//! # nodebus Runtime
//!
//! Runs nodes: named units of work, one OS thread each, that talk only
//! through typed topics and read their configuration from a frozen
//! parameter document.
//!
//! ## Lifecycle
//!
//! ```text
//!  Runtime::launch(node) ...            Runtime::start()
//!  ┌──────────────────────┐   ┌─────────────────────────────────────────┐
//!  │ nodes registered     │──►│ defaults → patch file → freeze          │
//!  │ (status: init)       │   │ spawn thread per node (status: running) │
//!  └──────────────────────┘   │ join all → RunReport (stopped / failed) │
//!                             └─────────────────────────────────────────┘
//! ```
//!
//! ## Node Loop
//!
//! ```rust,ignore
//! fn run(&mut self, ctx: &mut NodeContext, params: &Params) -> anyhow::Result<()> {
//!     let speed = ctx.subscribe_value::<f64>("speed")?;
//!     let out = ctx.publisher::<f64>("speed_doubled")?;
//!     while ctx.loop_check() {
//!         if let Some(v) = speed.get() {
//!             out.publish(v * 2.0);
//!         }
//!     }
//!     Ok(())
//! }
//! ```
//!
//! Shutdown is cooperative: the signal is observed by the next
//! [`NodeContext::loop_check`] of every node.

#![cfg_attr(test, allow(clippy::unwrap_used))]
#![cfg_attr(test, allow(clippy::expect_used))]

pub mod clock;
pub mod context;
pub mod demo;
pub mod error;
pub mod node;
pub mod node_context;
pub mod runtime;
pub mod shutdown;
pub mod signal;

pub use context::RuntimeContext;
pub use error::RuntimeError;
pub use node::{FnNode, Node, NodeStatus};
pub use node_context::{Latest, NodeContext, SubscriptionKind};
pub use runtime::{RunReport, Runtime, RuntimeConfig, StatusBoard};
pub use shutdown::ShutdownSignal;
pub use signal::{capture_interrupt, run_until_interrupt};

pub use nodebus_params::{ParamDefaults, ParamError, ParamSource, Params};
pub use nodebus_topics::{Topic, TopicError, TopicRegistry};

Aim of the task =
Retype each line of the material above exactly.

Solution to the exercise =
//! # nodebus Runtime
//!
//! Runs nodes: named units of work, one OS thread each, that talk only
//! through typed topics and read their configuration from a frozen
//! parameter document.
//!
//! ## Lifecycle
//!
//! ```text
//!  Runtime::launch(node) ...            Runtime::start()
//!  ┌──────────────────────┐   ┌─────────────────────────────────────────┐
//!  │ nodes registered     │──►│ defaults → patch file → freeze          │
//!  │ (status: init)       │   │ spawn thread per node (status: running) │
//!  └──────────────────────┘   │ join all → RunReport (stopped / failed) │
//!                             └─────────────────────────────────────────┘
//! ```
//!
//! ## Node Loop
//!
//! ```rust,ignore
//! fn run(&mut self, ctx: &mut NodeContext, params: &Params) -> anyhow::Result<()> {
//!     let speed = ctx.subscribe_value::<f64>("speed")?;
//!     let out = ctx.publisher::<f64>("speed_doubled")?;
//!     while ctx.loop_check() {
//!         if let Some(v) = speed.get() {
//!             out.publish(v * 2.0);
//!         }
//!     }
//!     Ok(())
//! }
//! ```
//!
//! Shutdown is cooperative: the signal is observed by the next
//! [`NodeContext::loop_check`] of every node.

#![cfg_attr(test, allow(clippy::unwrap_used))]
#![cfg_attr(test, allow(clippy::expect_used))]

pub mod clock;
pub mod context;
pub mod demo;
pub mod error;
pub mod node;
pub mod node_context;
pub mod runtime;
pub mod shutdown;
pub mod signal;

pub use context::RuntimeContext;
pub use error::RuntimeError;
pub use node::{FnNode, Node, NodeStatus};
pub use node_context::{Latest, NodeContext, SubscriptionKind};
pub use runtime::{RunReport, Runtime, RuntimeConfig, StatusBoard};
pub use shutdown::ShutdownSignal;
pub use signal::{capture_interrupt, run_until_interrupt};

pub use nodebus_params::{ParamDefaults, ParamError, ParamSource, Params};
pub use nodebus_topics::{Topic, TopicError, TopicRegistry};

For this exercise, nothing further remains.